Raw thermal image of phantom tissue target during laser irradiation. Brighter colors represent higher values of temperature. Reproduced from [26] with kind permission from Springer Science+Business Media

Fig. 3.8
figure 8

Frozen section of chicken muscle tissue after laser ablation. The frame used for the measurement of the ablation depth is shown. Reproduced from [28] with kind permission from John Wiley & Sons, Ltd

3.6.4 Measurement of Depth of Incision

To examine the ablation craters, we used a digital microscope (Olympus SZX16). In order to get a complete exposure of the crater profile, tissue targets were sectioned into slices. Agar-based targets were sectioned manually with a blade. Ex-vivo soft tissue targets required a more articulated protocol, as manipulation and sectioning may induce deformation artifacts that alter the measurements process. To preserve the structural properties of these samples throughout the examination, a snap-freeze technique [29] was used. It consists in rapidly lowering the temperature of samples down to −70\(\,^{\circ }\mathrm {C}\), by means of dry ice.
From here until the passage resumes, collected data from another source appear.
//! Constants for CarbonGuard Core
//!
//! This module provides centralized, documented constants used throughout
//! the monitoring pipeline. Every threshold the scoring stages compare
//! against lives here, so a reviewer can audit the whole numeric contract
//! in one place.
//!
//! ## Organization
//!
//! Constants are grouped by domain:
//! - **Satellite**: Index cadence, calibration and degradation thresholds
//! - **Sensors**: Plausible ranges and jump thresholds per sensor type
//! - **Quality**: Validation scoring and recommendation cut-offs
//! - **Time**: Day/hour conversions, alignment windows, freshness buckets
//! - **Readiness**: Carbon accounting and coverage constants
//!
//! ## Usage Guidelines
//!
//! 1. Use these constants instead of magic numbers
//! 2. Config structs take their `Default` values from here
//! 3. Include units in names where a unit applies

/// Satellite cadence, calibration and degradation thresholds.
pub mod satellite;

/// Plausible physical ranges and jump thresholds for in-situ sensors.
pub mod sensors;

/// Validation scoring and recommendation thresholds.
pub mod quality;

/// Time conversions, alignment windows and freshness buckets.
pub mod time;

/// Carbon accounting, spatial grid and readiness thresholds.
pub mod readiness;

/// Guard added to denominators so ratios never divide by zero.
pub const EPSILON: f64 = 1e-9;

pub use satellite::{
    ALLOMETRIC_A, ALLOMETRIC_B, INDEX_CADENCE_DAYS, RADAR_CADENCE_DAYS,
    INDEX_DROP_THRESHOLD, LOW_DENSITY_THRESHOLD,
};

pub use quality::{
    QUALITY_APPROVE_THRESHOLD, QUALITY_VALID_THRESHOLD, QUALITY_MORE_DATA_THRESHOLD,
};

pub use time::{SECONDS_PER_DAY, SECONDS_PER_HOUR, ALIGNMENT_GAP_DAYS};

pub use readiness::{BASELINE_SEQUESTRATION_RATE, CARBON_FRACTION, READINESS_THRESHOLD};
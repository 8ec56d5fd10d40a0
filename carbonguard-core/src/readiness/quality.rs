//! Combined data quality and freshness

use chrono::{DateTime, Utc};
use serde::{Deserialize, Serialize};

use crate::constants::time::{
    FRESHNESS_CURRENT_SECONDS, FRESHNESS_REAL_TIME_SECONDS, FRESHNESS_RECENT_SECONDS,
};
use crate::stats::clamp_score;

/// Age bucket of the newest observation
#[derive(Debug, Clone, Copy, PartialEq, Eq, Hash, Serialize, Deserialize)]
#[serde(rename_all = "snake_case")]
pub enum Freshness {
    RealTime,
    Current,
    Recent,
    Stale,
}

impl Freshness {
    /// Bucket for the newest observation as seen at `now`; no observation is stale
    pub fn classify(latest: Option<DateTime<Utc>>, now: DateTime<Utc>) -> Self {
        let Some(latest) = latest else {
            return Freshness::Stale;
        };
        let age = (now - latest).num_seconds().max(0);
        if age <= FRESHNESS_REAL_TIME_SECONDS {
            Freshness::RealTime
        } else if age <= FRESHNESS_CURRENT_SECONDS {
            Freshness::Current
        } else if age <= FRESHNESS_RECENT_SECONDS {
            Freshness::Recent
        } else {
            Freshness::Stale
        }
    }
}

#[derive(Debug, Clone, Copy, PartialEq, Serialize, Deserialize)]
#[serde(rename_all = "camelCase")]
pub struct DataQualityMetrics {
    pub satellite_quality: f64,
    pub sensor_quality: f64,
    pub temporal_coverage: f64,
    /// Effective spatial coverage stands in for a spatial quality score
    pub spatial_quality: f64,
    /// Mean of the four components
    pub overall_score: f64,
    pub freshness: Freshness,
    pub latest_observation: Option<DateTime<Utc>>,
}

impl DataQualityMetrics {
    pub fn new(
        satellite_quality: f64,
        sensor_quality: f64,
        temporal_coverage: f64,
        spatial_quality: f64,
        latest_observation: Option<DateTime<Utc>>,
        now: DateTime<Utc>,
    ) -> Self {
        let parts = [satellite_quality, sensor_quality, temporal_coverage, spatial_quality].map(clamp_score);
        Self {
            satellite_quality: parts[0],
            sensor_quality: parts[1],
            temporal_coverage: parts[2],
            spatial_quality: parts[3],
            overall_score: clamp_score(parts.iter().sum::<f64>() / parts.len() as f64),
            freshness: Freshness::classify(latest_observation, now),
            latest_observation,
        }
    }
}

#[cfg(test)]
mod tests {
    use super::*;
    use chrono::{Duration, TimeZone};

    #[test]
    fn freshness_buckets() {
        let now = Utc.with_ymd_and_hms(2024, 9, 10, 12, 0, 0).unwrap();
        let ago = |d: Duration| Some(now - d);

        assert_eq!(Freshness::classify(ago(Duration::minutes(30)), now), Freshness::RealTime);
        assert_eq!(Freshness::classify(ago(Duration::hours(1)), now), Freshness::RealTime);
        assert_eq!(Freshness::classify(ago(Duration::hours(5)), now), Freshness::Current);
        assert_eq!(Freshness::classify(ago(Duration::days(3)), now), Freshness::Recent);
        assert_eq!(Freshness::classify(ago(Duration::days(8)), now), Freshness::Stale);
        assert_eq!(Freshness::classify(None, now), Freshness::Stale);
    }

    #[test]
    fn overall_is_mean_of_clamped_parts() {
        let now = Utc.with_ymd_and_hms(2024, 9, 10, 0, 0, 0).unwrap();
        let metrics = DataQualityMetrics::new(90.0, 70.0, 150.0, 40.0, None, now);
        assert_eq!(metrics.temporal_coverage, 100.0);
        assert_eq!(metrics.overall_score, 75.0);
    }
}
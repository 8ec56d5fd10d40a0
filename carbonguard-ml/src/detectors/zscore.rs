//! Z-score outliers
//!
//! Each point is compared against the mean and standard deviation of the
//! *other* points. Including the point in its own baseline would cap the
//! reachable z at `sqrt(n - 1)`, so a lone spike in a short flat series
//! could never cross the threshold.

use carbonguard_core::constants::EPSILON;
use carbonguard_core::{AnomalyType, DetectedAnomaly, SeriesPoint};

use super::{Detector, Sensitivity};
use crate::scoring::{zscore_confidence, zscore_score, zscore_severity};

#[derive(Debug, Clone, Copy, PartialEq)]
pub struct ZScoreDetector {
    threshold: f64,
}

impl ZScoreDetector {
    pub fn new(sensitivity: Sensitivity) -> Self {
        Self { threshold: sensitivity.zscore_threshold() }
    }

    pub fn threshold(&self) -> f64 {
        self.threshold
    }
}

impl Default for ZScoreDetector {
    fn default() -> Self {
        Self::new(Sensitivity::default())
    }
}

impl Detector for ZScoreDetector {
    fn name(&self) -> &'static str {
        "zscore"
    }

    fn detect(&self, series: &[SeriesPoint]) -> Vec<DetectedAnomaly> {
        let n = series.len();
        if n < 3 {
            return Vec::new();
        }

        // Centre first so the leave-one-out sums stay well conditioned
        let centre = series.iter().map(|p| p.value).sum::<f64>() / n as f64;
        let (sum, sum_sq) = series.iter().fold((0.0, 0.0), |(s, sq), p| {
            let d = p.value - centre;
            (s + d, sq + d * d)
        });
        let others = (n - 1) as f64;

        series
            .iter()
            .filter_map(|point| {
                let d = point.value - centre;
                let mean_d = (sum - d) / others;
                let variance = ((sum_sq - d * d) / others - mean_d * mean_d).max(0.0);
                let z = (d - mean_d).abs() / (variance.sqrt() + EPSILON);
                if z <= self.threshold {
                    return None;
                }
                let baseline = centre + mean_d;
                Some(DetectedAnomaly::new(
                    *point,
                    zscore_score(z, self.threshold),
                    AnomalyType::Outlier,
                    zscore_severity(z),
                    zscore_confidence(z),
                    format!(
                        "Value {:.3} is {:.1} standard deviations from the mean {:.3} of the other points",
                        point.value, z, baseline
                    ),
                ))
            })
            .collect()
    }
}

#[cfg(test)]
mod tests {
    use super::*;
    use crate::detectors::test_series::daily;
    use carbonguard_core::{Severity, SuggestedAction};

    #[test]
    fn lone_spike_in_flat_series_is_high() {
        let found = ZScoreDetector::new(Sensitivity::High).detect(&daily(&[10.0, 10.0, 10.0, 10.0, 100.0]));

        assert_eq!(found.len(), 1);
        assert_eq!(found[0].value, 100.0);
        assert_eq!(found[0].severity, Severity::High);
        assert_eq!(found[0].anomaly_score, 1.0);
        assert_eq!(found[0].confidence, 100.0);
        assert_eq!(found[0].suggested_action, SuggestedAction::FieldInspection);
    }

    #[test]
    fn constant_series_has_no_outliers() {
        assert!(ZScoreDetector::default().detect(&daily(&[4.0; 20])).is_empty());
    }

    #[test]
    fn short_series_is_skipped() {
        assert!(ZScoreDetector::default().detect(&daily(&[1.0, 50.0])).is_empty());
    }

    #[test]
    fn sensitivity_changes_what_is_flagged() {
        // Other points: mean 10, population stddev 1; the last point sits at z = 3
        let series = daily(&[9.0, 11.0, 9.0, 11.0, 9.0, 11.0, 13.0]);
        let last = series[6].timestamp;

        let high = ZScoreDetector::new(Sensitivity::High).detect(&series);
        let low = ZScoreDetector::new(Sensitivity::Low).detect(&series);
        assert!(high.iter().any(|a| a.timestamp == last));
        assert!(low.iter().all(|a| a.timestamp != last));
    }
}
This technique increases the rigidity of specimens, allowing for sharp and clean slicing with minimum deformation. Targets were sectioned with a cryostat microtome, which allows to perform slicing while keeping the temperature of samples low (\(-30\,^{\circ }\mathrm {C}\)). The depth of incision is defined as the distance from the surface to the bottom of the incision crater (see Fig. 3.8). This was measured through manual segmentation of the microscope images: the depth of incision is estimated contrasting its size in pixels against a reference scalebar.